Il progetto educativo “Le Scuole della Felicità”, ideato e promosso dal docente e autore Mariano Laudisi, sarà al centro di un incontro in programma giovedì 21 maggio alle ore 18.30 presso la libreria Ubik di Foggia. L’iniziativa è dedicata al tema “Costruire la felicità tra i banchi di scuola: possibili prospettive e indicazioni didattiche” e rappresenta un momento di approfondimento sul metodo sperimentale sviluppato dall’insegnante foggiano.
Il modello educativo, ormai diffuso in numerosi istituti italiani, si fonda sull’idea di mettere al centro il benessere di docenti e studenti, promuovendo una scuola capace di stimolare curiosità, motivazione e fiducia attraverso strumenti didattici innovativi e un approccio orientato alle competenze relazionali ed emotive.
Durante l’incontro, Laudisi presenterà anche il suo nuovo volume “Educazione alla felicità e inclusione” (Sanoma, 2026), terza pubblicazione legata al progetto, che si affianca ai precedenti titoli “La scuola della felicità” e “Lezioni di felicità”.
A dialogare con l’autore sarà la docente Maria Semeraro, mentre le letture saranno affidate all’attrice Paola Capuano, contribuendo a rendere l’evento un’occasione di confronto tra scuola, cultura e comunità.
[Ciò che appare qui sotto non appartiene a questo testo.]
//! Run manifest, written once by the launcher and read-only here.

use serde::{Deserialize, Serialize};
use serde_json::Value;

pub const DEFAULT_TIMEOUT_HOURS: f64 = 24.0;

/// `manifest.json`. The coordinator only cares about `timeout_hours`;
/// everything else (tool versions, target repo/commit) is carried opaquely.
#[derive(Clone, Debug, Serialize, Deserialize)]
pub struct ManifestDoc {
    /// Accepts a number or a numeric string; see [`ManifestDoc::timeout_hours`].
    #[serde(default)]
    pub timeout_hours: Option<Value>,
    #[serde(default)]
    pub fuzzer_keys: Vec<String>,
    #[serde(flatten)]
    pub extra: serde_json::Map<String, Value>,
}

impl ManifestDoc {
    /// Effective timeout in hours, defaulting to 24 when the field is
    /// missing or unparseable.
    pub fn timeout_hours(&self) -> f64 {
        match &self.timeout_hours {
            Some(Value::Number(n)) => n.as_f64().unwrap_or(DEFAULT_TIMEOUT_HOURS),
            Some(Value::String(s)) => s.trim().parse().unwrap_or(DEFAULT_TIMEOUT_HOURS),
            _ => DEFAULT_TIMEOUT_HOURS,
        }
    }
}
Il volume, scritto da Mariano Laudisi e Chiara Saccà, propone un percorso operativo rivolto a insegnanti ed educatori per sviluppare autoregolazione emotiva e benessere socio-emotivo in classe, con particolare attenzione a studenti con neurovarietà e bisogni educativi speciali.
Il testo si articola in cinque aree fondamentali: emozioni, relazioni, comunicazione, gestione di tempo e obiettivi, benessere psicofisico, e include materiali didattici pronti all’uso come card, video e schede operative, con l’obiettivo di valorizzare le differenze come risorsa educativa.
Docente di lettere, formatore e autore originario della provincia di Foggia, Mariano Laudisi è noto per aver sviluppato tra il 2018 e il 2019 il progetto “Le Scuole della Felicità”, basato sull’integrazione tra didattica tradizionale, educazione emotiva, psicologia positiva e strumenti di crescita personale.
Nel corso degli anni il metodo si è diffuso in diversi istituti italiani, promuovendo la figura del “docente-coach”, un insegnante che affianca alle competenze disciplinari anche strumenti motivazionali e relazionali per sostenere la crescita globale degli studenti.